Doc delivered babies in the family homes because there was no hospital on the Island. Later, Doc rented Carl and Pearl Haglund’s home on Washington Island for delivering babies and for sick patient care. Pearl assisted him in the deliveries and took care of the babies and patients. If there was a problem, the patients would stay longer for extended care. In later years, babies were delivered in the home of Orville and Esther Wylie with Esther assisting Doc and caring for baby and mother.
Pearl Haglund’s granddaughter, Kathy LeFavre, recalls:
“Doc Farmer was part of our lives as he rented the Haglund house on McDonald Road for a time. He and my grandmother, Pear, delivered many a baby there. My grandmother was a nurse with midwife training.
“My brother and I never knew where we would be sleeping at our grandmother’s house. It all depended on who was having babies or was sick at the time of our arrival. . . . I even have the desk that was my great-grandmother’s (Anna Haglund) upon which Doc Farmer wrote many an instruction or prescription.

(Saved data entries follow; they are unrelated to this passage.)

//! HTTP Server configuration and startup.

use std::sync::Arc;

use axum::{Router, routing::get};
use tower_http::trace::TraceLayer;

use washi_types::{
    SaveCountryCurrencyResource, SaveCountryResource, SaveCurrencyResource,
    SaveDepartmentResource, SaveLaundryServiceMaterialResource, SaveMaterialResource,
    SaveOrderResource, SaveOrderStatusResource, SavePaymentMethodResource, SavePromotionResource,
    SaveResource, SaveServiceResource, SaveSubscriptionResource, SaveUserProfileResource,
    SaveUserResource, SaveUserSubscriptionResource, Store,
};

use super::handlers::{self, AppState};

type StateRouter<S> = Router<Arc<AppState<S>>>;

/// HTTP Server for the laundry API.
pub struct HttpServer<S: Store> {
    state: Arc<AppState<S>>,
}

impl<S: Store> HttpServer<S> {
    /// Creates a new HTTP server over the given store.
    pub fn new(store: Arc<S>) -> Self {
        Self {
            state: Arc::new(AppState::new(store)),
        }
    }

    /// Builds the Axum router with all routes.
    pub fn router(&self) -> Router {
        // Build HTTP metrics layer (uses globally set MeterProvider)
        let metrics = axum_otel_metrics::HttpMetricsLayerBuilder::new().build();

        let router = Router::new()
            .route("/health", get(handlers::health))
            .route(
                "/api/users/{user_id}/orders",
                get(handlers::list_user_orders::<S>),
            );

        let router = crud::<SaveUserResource, S>(router, "users");
        let router = crud::<SaveUserProfileResource, S>(router, "user-profiles");
        let router = crud::<SaveUserSubscriptionResource, S>(router, "user-subscriptions");
        let router = crud::<SavePaymentMethodResource, S>(router, "payment-methods");
        let router = crud::<SaveServiceResource, S>(router, "services");
        let router = crud::<SaveMaterialResource, S>(router, "materials");
        let router =
            crud::<SaveLaundryServiceMaterialResource, S>(router, "laundry-service-materials");
        let router = crud::<SavePromotionResource, S>(router, "promotions");
        let router = crud::<SaveSubscriptionResource, S>(router, "subscriptions");
        let router = crud::<SaveCurrencyResource, S>(router, "currencies");
        let router = crud::<SaveCountryResource, S>(router, "countries");
        let router = crud::<SaveDepartmentResource, S>(router, "departments");
        let router = crud::<SaveCountryCurrencyResource, S>(router, "country-currencies");
        let router = crud::<SaveOrderStatusResource, S>(router, "order-statuses");
        let router = crud::<SaveOrderResource, S>(router, "orders");

        router
            .layer(metrics)
            .layer(TraceLayer::new_for_http())
            .with_state(self.state.clone())
    }

    /// Runs the server on the given address with graceful shutdown.
    pub async fn run(self, addr: &str) -> anyhow::Result<()> {
        let listener = tokio::net::TcpListener::bind(addr).await?;
        tracing::info!("Server listening on {}", listener.local_addr()?);

        axum::serve(listener, self.router())
            .with_graceful_shutdown(shutdown_signal())
            .await?;

        Ok(())
    }
}

/// Mounts list/save at `/api/<resource>` and find/update/delete at
/// `/api/<resource>/{id}`.
fn crud<R: SaveResource, S: Store>(router: StateRouter<S>, resource: &str) -> StateRouter<S> {
    router
        .route(
            &format!("/api/{resource}"),
            get(handlers::list::<R::Entity, S>).post(handlers::create::<R, S>),
        )
        .route(
            &format!("/api/{resource}/{{id}}"),
            get(handlers::find::<R::Entity, S>)
                .put(handlers::update::<R, S>)
                .delete(handlers::delete::<R::Entity, S>),
        )
}

async fn shutdown_signal() {
    let ctrl_c = async {
        if let Err(e) = tokio::signal::ctrl_c().await {
            tracing::error!("failed to install Ctrl+C handler: {}", e);
            std::future::pending::<()>().await;
        }
    };

    #[cfg(unix)]
    let terminate = async {
        match tokio::signal::unix::signal(tokio::signal::unix::SignalKind::terminate()) {
            Ok(mut signal) => {
                signal.recv().await;
            }
            Err(e) => {
                tracing::error!("failed to install signal handler: {}", e);
                std::future::pending::<()>().await;
            }
        }
    };

    #[cfg(not(unix))]
    let terminate = std::future::pending::<()>();

    tokio::select! {
        _ = ctrl_c => {},
        _ = terminate => {},
    }

    tracing::info!("Shutdown signal received, starting graceful shutdown...");
}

“Doc will always be part of our family’s fond memories. As a young married woman, visiting my grandmother before an overseas assignment (my husband was with the military), I thought I had come down with the flu. No matter what my grandmother did to help, I still felt sick. So when my husband and I left, she called Dr. Farmer, telling him we were on our way with instructions to stop and have him take a look at me. We did stop, and as Doc gave me the once over, he asked my husband if he had thought I had ‘caught’ something. My husband just shrugged his shoulders, not understanding Doc’s sense of humor. He had been referring to his feelings that I was pregnant, not sick with a flu bug. He gave me a shot of B vitamins and sent us on our way to Germany. By the time we reached the East Coast, I took time to have a pregnancy test at the military hospital in the area. Sure enough, ole Doc Farmer hit it right on the head—I was pregnant!
“I know a lot of people still miss having him around. I know I do!” Kathy adds.

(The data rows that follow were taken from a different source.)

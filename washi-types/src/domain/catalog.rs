//! What the laundry sells: services and the materials they use, plans,
//! promotions, and the lookup tables orders refer to.

use serde::{Deserialize, Serialize};

use crate::entity::{Entity, ID, Record};
use crate::error::DomainError;
use crate::schema::{EntityType, Property};

/// Declares an entity whose only attribute is a required `Name` (≤50).
macro_rules! named_entity {
    (
        $(#[$meta:meta])*
        $ty:ident, $label:literal, $table:literal
        $(, seed: [$(($seed_id:literal, $seed_name:literal)),* $(,)?])?
    ) => {
        $(#[$meta])*
        #[derive(Debug, Clone, PartialEq, Serialize, Deserialize)]
        pub struct $ty {
            pub id: Option<i64>,
            pub name: String,
        }

        impl $ty {
            pub fn new(name: impl Into<String>) -> Self {
                Self {
                    id: None,
                    name: name.into(),
                }
            }
        }

        impl Entity for $ty {
            const NAME: &'static str = stringify!($ty);
            const LABEL: &'static str = $label;

            fn entity_type() -> EntityType {
                EntityType::new(Self::NAME, $table)
                    .property(Property::text("Name", 50).required())
            }

            fn id(&self) -> Option<i64> {
                self.id
            }

            fn set_id(&mut self, id: Option<i64>) {
                self.id = id;
            }

            fn to_record(&self) -> Record {
                Record::new(Self::NAME)
                    .with(ID, self.id)
                    .with("Name", self.name.as_str())
            }

            fn from_record(record: &Record) -> Result<Self, DomainError> {
                Ok(Self {
                    id: record.id(),
                    name: record.text("Name")?,
                })
            }

            fn apply_patch(&mut self, patch: &Self) {
                self.name = patch.name.clone();
            }

            $(
            fn seed() -> Vec<Self> {
                vec![$(Self {
                    id: Some($seed_id),
                    name: $seed_name.into(),
                }),*]
            }
            )?
        }
    };
}

named_entity!(
    /// A way of paying for an order.
    PaymentMethod, "payment method", "PaymentMethods",
    seed: [(67, "TarjetaDeRegalo"), (68, "TarjetaConeyPark")]
);

named_entity!(
    /// A laundry service offered (dry cleaning, ironing, ...).
    Service, "service", "Services",
    seed: [(100, "LavadoalSeco"), (101, "Planchado")]
);

named_entity!(
    /// A material used while servicing an order.
    Material, "material", "Materials"
);

named_entity!(
    /// Lifecycle stage of an order.
    OrderStatus, "order status", "OrderStatuses"
);

/// A discount campaign.
#[derive(Debug, Clone, PartialEq, Serialize, Deserialize)]
pub struct Promotion {
    pub id: Option<i64>,
    pub name: String,
    pub description: Option<String>,
    /// 0 to 100
    pub discount_percentage: f64,
}

impl Entity for Promotion {
    const NAME: &'static str = "Promotion";
    const LABEL: &'static str = "promotion";

    fn entity_type() -> EntityType {
        EntityType::new(Self::NAME, "Promotions")
            .property(Property::text("Name", 50).required())
            .property(Property::text("Description", 200))
            .property(Property::real("DiscountPercentage").required())
    }

    fn id(&self) -> Option<i64> {
        self.id
    }

    fn set_id(&mut self, id: Option<i64>) {
        self.id = id;
    }

    fn to_record(&self) -> Record {
        Record::new(Self::NAME)
            .with(ID, self.id)
            .with("Name", self.name.as_str())
            .with("Description", self.description.clone())
            .with("DiscountPercentage", self.discount_percentage)
    }

    fn from_record(record: &Record) -> Result<Self, DomainError> {
        Ok(Self {
            id: record.id(),
            name: record.text("Name")?,
            description: record.optional_text("Description")?,
            discount_percentage: record.real("DiscountPercentage")?,
        })
    }

    fn apply_patch(&mut self, patch: &Self) {
        self.name = patch.name.clone();
        self.description = patch.description.clone();
        self.discount_percentage = patch.discount_percentage;
    }
}

/// A recurring laundry plan users can subscribe to.
#[derive(Debug, Clone, PartialEq, Serialize, Deserialize)]
pub struct Subscription {
    pub id: Option<i64>,
    pub name: String,
    pub price: f64,
    pub duration_months: i64,
}

impl Entity for Subscription {
    const NAME: &'static str = "Subscription";
    const LABEL: &'static str = "subscription";

    fn entity_type() -> EntityType {
        EntityType::new(Self::NAME, "Subscriptions")
            .property(Property::text("Name", 50).required())
            .property(Property::real("Price").required())
            .property(Property::integer("DurationMonths").required())
    }

    fn id(&self) -> Option<i64> {
        self.id
    }

    fn set_id(&mut self, id: Option<i64>) {
        self.id = id;
    }

    fn to_record(&self) -> Record {
        Record::new(Self::NAME)
            .with(ID, self.id)
            .with("Name", self.name.as_str())
            .with("Price", self.price)
            .with("DurationMonths", self.duration_months)
    }

    fn from_record(record: &Record) -> Result<Self, DomainError> {
        Ok(Self {
            id: record.id(),
            name: record.text("Name")?,
            price: record.real("Price")?,
            duration_months: record.integer("DurationMonths")?,
        })
    }

    fn apply_patch(&mut self, patch: &Self) {
        self.name = patch.name.clone();
        self.price = patch.price;
        self.duration_months = patch.duration_months;
    }
}

/// Join row: how much of a material one service uses.
#[derive(Debug, Clone, PartialEq, Serialize, Deserialize)]
pub struct LaundryServiceMaterial {
    pub id: Option<i64>,
    pub service_id: i64,
    pub material_id: i64,
    pub quantity: i64,
}

impl Entity for LaundryServiceMaterial {
    const NAME: &'static str = "LaundryServiceMaterial";
    const LABEL: &'static str = "laundry service material";

    fn entity_type() -> EntityType {
        EntityType::new(Self::NAME, "LaundryServiceMaterials")
            .property(Property::integer("ServiceId").required())
            .property(Property::integer("MaterialId").required())
            .property(Property::integer("Quantity").required())
            .foreign_key("ServiceId", "Service")
            .foreign_key("MaterialId", "Material")
            .unique_index(&["ServiceId", "MaterialId"])
    }

    fn id(&self) -> Option<i64> {
        self.id
    }

    fn set_id(&mut self, id: Option<i64>) {
        self.id = id;
    }

    fn to_record(&self) -> Record {
        Record::new(Self::NAME)
            .with(ID, self.id)
            .with("ServiceId", self.service_id)
            .with("MaterialId", self.material_id)
            .with("Quantity", self.quantity)
    }

    fn from_record(record: &Record) -> Result<Self, DomainError> {
        Ok(Self {
            id: record.id(),
            service_id: record.integer("ServiceId")?,
            material_id: record.integer("MaterialId")?,
            quantity: record.integer("Quantity")?,
        })
    }

    fn apply_patch(&mut self, patch: &Self) {
        self.quantity = patch.quantity;
    }
}

#[cfg(test)]
mod tests {
    use super::*;

    #[test]
    fn test_named_entity_descriptor() {
        let et = PaymentMethod::entity_type();
        assert_eq!(et.name, "PaymentMethod");
        assert_eq!(et.table, "PaymentMethods");
        assert_eq!(PaymentMethod::LABEL, "payment method");

        let names: Vec<_> = et.properties().iter().map(|p| p.name).collect();
        assert_eq!(names, vec!["Id", "Name"]);
    }

    #[test]
    fn test_seeds() {
        let services = Service::seed();
        assert_eq!(services[0].id, Some(100));
        assert_eq!(services[1].name, "Planchado");
        assert!(Material::seed().is_empty());
        assert!(OrderStatus::seed().is_empty());
    }

    #[test]
    fn test_promotion_optional_description() {
        let promo = Promotion {
            id: Some(1),
            name: "Verano".into(),
            description: None,
            discount_percentage: 15.0,
        };
        let record = promo.to_record();
        assert!(record.get("Description").is_null());
        assert!(promo.validate().is_ok());
        assert_eq!(Promotion::from_record(&record).unwrap(), promo);
    }

    #[test]
    fn test_service_material_patch_copies_quantity_only() {
        let mut usage = LaundryServiceMaterial {
            id: Some(1),
            service_id: 100,
            material_id: 5,
            quantity: 2,
        };
        usage.apply_patch(&LaundryServiceMaterial {
            id: None,
            service_id: 101,
            material_id: 6,
            quantity: 4,
        });

        assert_eq!((usage.service_id, usage.material_id), (100, 5));
        assert_eq!(usage.quantity, 4);
    }
}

“Doc delivered all my babies,” said Mary Jorgenson. “When I was pregnant with Paul, Walt (husband) and Dewey (brother) had gone up the road to Nelson’s Hall (tavern) to shoot pool. Old Tom Nelson was in the habit of telling any wives that called for their husbands, ‘No, he ain’t here!’ Walt had told Tom that if he got a call, to come get him, but Tom forgot. When Mary called for Walt, several times, to tell him she was in labor and he needed to come take her to Esther Wylie’s Tom kept telling her Walt wasn’t there.
Doc picked her up in his car and took her to Esther’s. “I went in my slip,” Mary adds. “Doc told me, ‘Well, you wear less than that at the beach.’”
Where was Walt through all this? He was happily playing pool. When Mary called again to tell Walt that Doc was taking her to Esther’s, Tom said, “Oh, gosh dang it!” He finally remembered and told Walt that Mary was in labor.